The bumpy rollout of COVID-19 vaccines in Tennessee and across the nation is leaving residents frustrated and confused.
"It's not fair to the people, because whoever is fastest or happens to see it on the internet gets in line, but the disadvantaged groups in the county and the ones that live at the far end, they get left out," said Steve Lamb, director of the Marion County Emergency Management Agency. "It's not an equitable process."
Vaccines were distributed in counties surrounding Chattanooga on Saturday, though several ran out of doses well before the stations were scheduled to close. Lines of cars mirrored similar scenes in Chattanooga last week as demand for the vaccine overwhelmed supply.
"We knew in advance that we were going to have 100 doses on Saturday," Lamb said. "And based on demand it ran just like we thought it would. It was chaos for two-and-a-half hours, and we ran out of medicine. The first car showed up at 4:30 in the morning, according to the police department. When I got there a little after 7, we already had more cars in line than we had vaccines for."
Lamb said officials in Marion and some other counties are working to set up a meeting with state health officials to find solutions because Saturday's vaccination effort left many people without access.
The Tennessee Department of Health did not respond in time for publication about when the next round of vaccines will be available in the counties surrounding Chattanooga, as well as how many doses will be distributed. The department also did not respond about possible changes in distribution.
On Monday, vaccines were not available in Bradley, Coffee, Franklin, Grundy, Marion, Meigs, Polk and Sequatchie counties, according to the Tennessee Department of Health. Bledsoe, McMinn and Rhea counties did have available vaccines. People are directed to call their local county health departments for information on distribution.
Are you eligible for the COVID-19 vaccine?
The following list contains all the currently eligible groups in Hamilton County as of Jan. 4, according to the county health department:* All health care workers with direct exposure to patients or potentially infectious materials (including hospital staff, outpatient providers, pharmacy staff, patient transport, therapists, janitors, dental providers, behavioral health providers, laboratory staff working with COVID-19 specimens, funeral/mortuary workers)* Home health care staff* COVID-19 mass testing site staff* Student health providers* Staff and residents of long-term-care facilities* First responders* Individuals over age 18 who cannot live independently due to health conditions or disability* Anyone 75 years or older (must be Hamilton County resident)To find if you are eligible in your county, visit the state health department’s website at bit.ly/vaccine-list.

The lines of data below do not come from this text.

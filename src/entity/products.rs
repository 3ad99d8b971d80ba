use sea_orm::entity::prelude::*;

#[derive(Clone, Debug, PartialEq, DeriveEntityModel)]
#[sea_orm(table_name = "product")]
pub struct Model {
    #[sea_orm(primary_key, auto_increment = false)]
    pub id: Uuid,
    pub title: String,
    pub description: Option<String>,
    pub price: Decimal,
    pub category: String,
    pub image: Option<String>,
    pub in_stock: bool,
    pub stock_qty: i32,
    pub created_at: DateTimeWithTimeZone,
    pub updated_at: DateTimeWithTimeZone,
}

// Order lines point at products by value only, so there is nothing to relate.
#[derive(Copy, Clone, Debug, EnumIter, DeriveRelation)]
pub enum Relation {}

impl ActiveModelBehavior for ActiveModel {}
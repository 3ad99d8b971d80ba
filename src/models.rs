use std::{fmt, str::FromStr};

use chrono::{DateTime, Utc};
use rust_decimal::Decimal;
use serde::{Deserialize, Serialize};
use thiserror::Error;
use utoipa::ToSchema;
use uuid::Uuid;

#[derive(Debug, Clone, PartialEq, Serialize, Deserialize, ToSchema)]
pub struct Product {
    pub id: Uuid,
    pub title: String,
    pub description: Option<String>,
    pub price: Decimal,
    pub category: String,
    pub image: Option<String>,
    pub in_stock: bool,
    pub stock_qty: i32,
    pub created_at: DateTime<Utc>,
    pub updated_at: DateTime<Utc>,
}

/// Line item embedded in an order. Title, price and image are copied from the
/// product when the order is priced and never refreshed afterwards.
#[derive(Debug, Clone, PartialEq, Serialize, Deserialize, ToSchema)]
pub struct OrderItem {
    pub product_id: Uuid,
    pub title: String,
    pub price: Decimal,
    pub quantity: i32,
    pub image: Option<String>,
}

impl OrderItem {
    /// `None` when price × quantity does not fit in a `Decimal`.
    pub fn line_total(&self) -> Option<Decimal> {
        self.price.checked_mul(Decimal::from(self.quantity))
    }
}

#[derive(Debug, Clone, Copy, PartialEq, Eq, Serialize, Deserialize, ToSchema)]
#[serde(rename_all = "snake_case")]
pub enum OrderStatus {
    Processing,
    Shipped,
    Delivered,
    Cancelled,
}

impl OrderStatus {
    pub fn as_str(&self) -> &'static str {
        match self {
            OrderStatus::Processing => "processing",
            OrderStatus::Shipped => "shipped",
            OrderStatus::Delivered => "delivered",
            OrderStatus::Cancelled => "cancelled",
        }
    }
}

impl fmt::Display for OrderStatus {
    fn fmt(&self, f: &mut fmt::Formatter<'_>) -> fmt::Result {
        f.write_str(self.as_str())
    }
}

#[derive(Debug, Error)]
#[error("unknown order status `{0}`")]
pub struct UnknownOrderStatus(pub String);

impl FromStr for OrderStatus {
    type Err = UnknownOrderStatus;

    fn from_str(s: &str) -> Result<Self, Self::Err> {
        match s {
            "processing" => Ok(OrderStatus::Processing),
            "shipped" => Ok(OrderStatus::Shipped),
            "delivered" => Ok(OrderStatus::Delivered),
            "cancelled" => Ok(OrderStatus::Cancelled),
            other => Err(UnknownOrderStatus(other.to_string())),
        }
    }
}

#[derive(Debug, Clone, PartialEq, Serialize, Deserialize, ToSchema)]
pub struct Order {
    pub id: Uuid,
    pub customer_name: String,
    pub customer_email: String,
    pub customer_address: String,
    pub items: Vec<OrderItem>,
    pub subtotal: Decimal,
    pub shipping: Decimal,
    pub total: Decimal,
    pub status: OrderStatus,
    pub created_at: DateTime<Utc>,
    pub updated_at: DateTime<Utc>,
}

/// Product fields as written to the store; the store assigns id and timestamps.
#[derive(Debug, Clone, PartialEq)]
pub struct NewProduct {
    pub title: String,
    pub description: Option<String>,
    pub price: Decimal,
    pub category: String,
    pub image: Option<String>,
    pub in_stock: bool,
    pub stock_qty: i32,
}

#[derive(Debug, Clone, PartialEq, Serialize, Deserialize, ToSchema)]
pub struct Customer {
    pub customer_name: String,
    pub customer_email: String,
    pub customer_address: String,
}

/// A fully priced order ready to be committed.
#[derive(Debug, Clone, PartialEq)]
pub struct NewOrder {
    pub customer: Customer,
    pub items: Vec<OrderItem>,
    pub subtotal: Decimal,
    pub shipping: Decimal,
    pub total: Decimal,
    pub status: OrderStatus,
}

#[cfg(test)]
mod tests {
    use super::*;

    #[test]
    fn status_round_trips_through_its_name() {
        for status in [
            OrderStatus::Processing,
            OrderStatus::Shipped,
            OrderStatus::Delivered,
            OrderStatus::Cancelled,
        ] {
            assert_eq!(status.as_str().parse::<OrderStatus>().unwrap(), status);
        }
    }

    #[test]
    fn unknown_status_is_a_typed_error() {
        let err = "refunded".parse::<OrderStatus>().unwrap_err();
        assert_eq!(err.0, "refunded");
        assert_eq!(err.to_string(), "unknown order status `refunded`");
    }
}
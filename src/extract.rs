use axum::{
    Json,
    extract::{FromRequest, Request, rejection::JsonRejection},
};
use serde::de::DeserializeOwned;

use crate::{error::AppError, validation::ValidationErrors};

/// `Json<T>` whose rejections come back as validation errors in the usual
/// error envelope instead of axum's plain-text body.
#[derive(Debug, Clone, Copy, Default)]
pub struct ValidJson<T>(pub T);

impl<S, T> FromRequest<S> for ValidJson<T>
where
    T: DeserializeOwned,
    S: Send + Sync,
{
    type Rejection = AppError;

    async fn from_request(req: Request, state: &S) -> Result<Self, Self::Rejection> {
        match Json::<T>::from_request(req, state).await {
            Ok(Json(value)) => Ok(ValidJson(value)),
            Err(rejection) => Err(rejection_to_error(&rejection)),
        }
    }
}

fn rejection_to_error(rejection: &JsonRejection) -> AppError {
    let mut errors = ValidationErrors::new();
    match rejection {
        JsonRejection::JsonDataError(_) => {
            let (field, message) = field_violation(&rejection.body_text());
            errors.add(field, message);
        }
        _ => errors.add("body", rejection.body_text()),
    }
    tracing::debug!(error = %rejection.body_text(), "request body rejected");
    AppError::Validation(errors)
}

/// Splits a serde data error such as
/// `...target type: items[0]: missing field `quantity` at line 1 column 9`
/// into the offending field path and a short message.
fn field_violation(detail: &str) -> (String, String) {
    let detail = detail
        .split_once("target type: ")
        .map_or(detail, |(_, rest)| rest);
    let detail = match detail.rfind(" at line ") {
        Some(at) if detail[at..].contains(" column ") => &detail[..at],
        _ => detail,
    };

    let (path, message) = match detail.split_once(": ") {
        Some((path, message)) if !path.is_empty() && !path.contains(char::is_whitespace) => {
            (path, message)
        }
        _ => ("", detail),
    };

    let missing = message
        .strip_prefix("missing field `")
        .and_then(|rest| rest.strip_suffix('`'));
    let field = match (path, missing) {
        ("", Some(name)) => name.to_string(),
        (path, Some(name)) => format!("{path}.{name}"),
        ("", None) => "body".to_string(),
        (path, None) => path.to_string(),
    };
    let message = if missing.is_some() {
        "is required".to_string()
    } else {
        message.to_string()
    };
    (field, message)
}

#[cfg(test)]
mod tests {
    use super::*;

    const PREFIX: &str = "Failed to deserialize the JSON body into the target type: ";

    #[test]
    fn missing_top_level_field() {
        let (field, message) =
            field_violation(&format!("{PREFIX}missing field `price` at line 1 column 28"));
        assert_eq!(field, "price");
        assert_eq!(message, "is required");
    }

    #[test]
    fn wrongly_typed_nested_field() {
        let (field, message) = field_violation(&format!(
            "{PREFIX}items[0].quantity: invalid type: string \"two\", expected i32 at line 1 column 60"
        ));
        assert_eq!(field, "items[0].quantity");
        assert_eq!(message, "invalid type: string \"two\", expected i32");
    }

    #[test]
    fn missing_nested_field() {
        let (field, _) =
            field_violation(&format!("{PREFIX}items[1]: missing field `quantity` at line 1 column 90"));
        assert_eq!(field, "items[1].quantity");
    }

    #[test]
    fn root_type_mismatch_names_the_body() {
        let (field, message) = field_violation(&format!(
            "{PREFIX}invalid type: sequence, expected struct CreateProductRequest at line 1 column 0"
        ));
        assert_eq!(field, "body");
        assert!(message.starts_with("invalid type: sequence"));
    }
}
use axum::{
    http::StatusCode,
    response::{IntoResponse, Response},
};
use serde::Serialize;
use thiserror::Error;
use utoipa::ToSchema;

use crate::{
    response::ApiResponse,
    store::{Collection, StoreError},
    validation::{FieldViolation, ValidationErrors},
};

#[derive(Debug, Error)]
pub enum AppError {
    #[error("Invalid {collection} id: {id}")]
    InvalidIdentifier { collection: Collection, id: String },

    #[error("Product not found: {id}")]
    ProductNotFound { id: String },

    #[error("Order not found: {id}")]
    OrderNotFound { id: String },

    #[error("No items in order")]
    EmptyOrder,

    #[error("Insufficient stock for {title}")]
    InsufficientStock { title: String },

    #[error("Validation failed")]
    Validation(#[from] ValidationErrors),

    #[error("Internal Server Error")]
    Persistence(#[from] StoreError),
}

impl AppError {
    pub fn kind(&self) -> &'static str {
        match self {
            AppError::InvalidIdentifier { .. } => "invalid_identifier",
            AppError::ProductNotFound { .. } => "product_not_found",
            AppError::OrderNotFound { .. } => "order_not_found",
            AppError::EmptyOrder => "empty_order",
            AppError::InsufficientStock { .. } => "insufficient_stock",
            AppError::Validation(_) => "validation",
            AppError::Persistence(_) => "persistence",
        }
    }

    pub fn status(&self) -> StatusCode {
        match self {
            AppError::InvalidIdentifier { .. }
            | AppError::EmptyOrder
            | AppError::InsufficientStock { .. } => StatusCode::BAD_REQUEST,
            AppError::ProductNotFound { .. } | AppError::OrderNotFound { .. } => {
                StatusCode::NOT_FOUND
            }
            AppError::Validation(_) => StatusCode::UNPROCESSABLE_ENTITY,
            AppError::Persistence(_) => StatusCode::INTERNAL_SERVER_ERROR,
        }
    }
}

#[derive(Debug, Serialize, ToSchema)]
pub struct ErrorData {
    pub kind: String,
    pub error: String,
    #[serde(skip_serializing_if = "Vec::is_empty")]
    pub violations: Vec<FieldViolation>,
}

impl IntoResponse for AppError {
    fn into_response(self) -> Response {
        let status = self.status();
        let violations = match &self {
            AppError::Validation(errors) => errors.violations().to_vec(),
            AppError::Persistence(err) => {
                // detail stays in the logs
                tracing::error!(error = %err, "store operation failed");
                Vec::new()
            }
            _ => Vec::new(),
        };

        let body = ApiResponse {
            message: self.to_string(),
            data: Some(ErrorData {
                kind: self.kind().to_string(),
                error: self.to_string(),
                violations,
            }),
        };

        (status, axum::Json(body)).into_response()
    }
}

pub type AppResult<T> = Result<T, AppError>;
use axum::http::{HeaderName, Request, Response};
use tower::limit::ConcurrencyLimitLayer;
use tower_http::cors::{Any, CorsLayer};
use tower_http::limit::RequestBodyLimitLayer;
use tower_http::request_id::{MakeRequestUuid, PropagateRequestIdLayer, SetRequestIdLayer};
use tower_http::trace::TraceLayer;
use tracing_subscriber::{layer::SubscriberExt, util::SubscriberInitExt};

use std::{net::SocketAddr, time::Duration};

use storefront_api::{
    config::AppConfig,
    db::{create_pool, orm_from_pool, run_migrations},
    routes::create_app_router,
    state::AppState,
    store::PgStore,
};

#[tokio::main]
async fn main() -> anyhow::Result<()> {
    dotenvy::dotenv().ok();
    tracing_subscriber::registry()
        .with(
            tracing_subscriber::EnvFilter::try_from_default_env()
                .unwrap_or_else(|_| "info,storefront_api=debug".into()),
        )
        .with(tracing_subscriber::fmt::layer())
        .init();

    let config = AppConfig::from_env()?;
    let pool = create_pool(&config.database_url, config.max_connections).await?;
    run_migrations(&pool).await?;

    let state = AppState::new(PgStore::new(orm_from_pool(pool.clone())));
    let concurrency_limit_layer = ConcurrencyLimitLayer::new(100);

    let request_id_header = HeaderName::from_static("x-request-id");
    let trace_layer = TraceLayer::new_for_http()
        .make_span_with(|request: &Request<_>| {
            let request_id = request
                .headers()
                .get("x-request-id")
                .and_then(|value| value.to_str().ok())
                .unwrap_or("-");
            tracing::info_span!(
                "http_request",
                method = %request.method(),
                uri = %request.uri(),
                request_id = %request_id
            )
        })
        .on_request(|_request: &Request<_>, _span: &tracing::Span| {
            tracing::info!("request started");
        })
        .on_response(|response: &Response<_>, latency: Duration, _span: &tracing::Span| {
            tracing::info!(
                status = %response.status(),
                ms = %latency.as_millis(),
                "request finished"
            );
        });

    let cors = CorsLayer::new()
        .allow_origin(Any)
        .allow_methods(Any)
        .allow_headers(Any);

    let app = create_app_router()
        .layer(trace_layer)
        .layer(cors)
        .layer(PropagateRequestIdLayer::new(request_id_header.clone()))
        .layer(SetRequestIdLayer::new(request_id_header, MakeRequestUuid))
        .layer(RequestBodyLimitLayer::new(1024 * 1024))
        .layer(concurrency_limit_layer)
        .with_state(state);

    let addr = SocketAddr::from((config.host.parse::<std::net::IpAddr>()?, config.port));
    tracing::info!("listening on {}", addr);

    axum::serve(tokio::net::TcpListener::bind(addr).await?, app)
        .with_graceful_shutdown(shutdown_signal())
        .await?;

    pool.close().await;
    tracing::info!("database pool closed");

    Ok(())
}

async fn shutdown_signal() {
    let ctrl_c = async {
        if let Err(err) = tokio::signal::ctrl_c().await {
            tracing::error!(error = %err, "failed to listen for ctrl-c");
        }
    };

    #[cfg(unix)]
    let terminate = async {
        match tokio::signal::unix::signal(tokio::signal::unix::SignalKind::terminate()) {
            Ok(mut signal) => {
                signal.recv().await;
            }
            Err(err) => tracing::error!(error = %err, "failed to listen for SIGTERM"),
        }
    };

    #[cfg(not(unix))]
    let terminate = std::future::pending::<()>();

    tokio::select! {
        _ = ctrl_c => {},
        _ = terminate => {},
    }
    tracing::info!("shutdown signal received");
}
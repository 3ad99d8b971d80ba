use storefront_api::{
    config::AppConfig,
    db::{create_pool, run_migrations},
};

#[tokio::main]
async fn main() -> anyhow::Result<()> {
    dotenvy::dotenv().ok();
    let config = AppConfig::from_env()?;
    let pool = create_pool(&config.database_url, config.max_connections).await?;
    run_migrations(&pool).await?;
    pool.close().await;
    println!("Migrations applied");
    Ok(())
}
use rust_decimal::Decimal;
use serde::{Deserialize, Serialize};
use utoipa::ToSchema;

use crate::{
    models::{Customer, Order, OrderItem},
    validation::{ValidationErrors, is_valid_email},
};

/// A requested line. Only the product reference and quantity are read;
/// any title or price the client sends alongside is ignored.
#[derive(Debug, Clone, Deserialize, Serialize, ToSchema)]
pub struct OrderItemRequest {
    pub product_id: String,
    pub quantity: i32,
}

#[derive(Debug, Clone, Deserialize, Serialize, ToSchema)]
pub struct CreateOrderRequest {
    pub customer_name: String,
    pub customer_email: String,
    pub customer_address: String,
    #[serde(default)]
    pub items: Vec<OrderItemRequest>,
    #[serde(default)]
    pub shipping: Decimal,
}

impl CreateOrderRequest {
    /// Field-level checks only. Whether the item list is empty or the
    /// products exist is decided by pricing.
    pub fn validate(&self) -> Result<(), ValidationErrors> {
        let mut errors = ValidationErrors::new();
        errors.require_text("customer_name", &self.customer_name);
        if !is_valid_email(self.customer_email.trim()) {
            errors.add("customer_email", "must be a valid email address");
        }
        errors.require_text("customer_address", &self.customer_address);
        errors.require_amount("shipping", self.shipping);
        for (index, item) in self.items.iter().enumerate() {
            if item.quantity < 1 {
                errors.add(format!("items[{index}].quantity"), "must be at least 1");
            }
        }
        errors.into_result()
    }

    pub fn customer(&self) -> Customer {
        Customer {
            customer_name: self.customer_name.trim().to_string(),
            customer_email: self.customer_email.trim().to_string(),
            customer_address: self.customer_address.trim().to_string(),
        }
    }
}

#[derive(Debug, Serialize, ToSchema)]
pub struct OrderQuote {
    pub items: Vec<OrderItem>,
    pub subtotal: Decimal,
    pub shipping: Decimal,
    pub total: Decimal,
}

#[derive(Debug, Serialize, ToSchema)]
#[serde(transparent)]
pub struct OrderList {
    #[schema(value_type = Vec<Order>)]
    pub items: Vec<Order>,
}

Vaccine distribution across the country is well below expected benchmarks as supply chains and poor communication have left many Americans discouraged. The Operation Warp Speed goal of having 20 million vaccines distributed by the end of 2020 was not met as just over 3 million vaccinations were completed by New Year's Day.
More than 250,000 doses were distributed so far to Tennessee, according to the U.S. Centers for Disease Control and Prevention. However, as of Jan. 1, nearly 127,000 Tennessee residents received a COVID-19 vaccination, according to the Tennessee Department of Health. In Southeast Tennessee, Hamilton County reported 1.57% of its population vaccinated with the first dose. Marion County leads the region percentage-wise with 2.24% of its population having received the first dose, according to the state health department.
The Hamilton County Health Department announced Monday it would distribute vaccines for those eligible on Tuesday and Wednesday based on an alphabetical system by last name.
On Dec. 31, the day after Hamilton County expanded eligibility for the vaccine, lines for the Amnicola Highway inoculation station were so long people were directed to come back later. Health officials then had to turn people away because there was no more vaccine available that day, only to later discover unused doses after the station closed.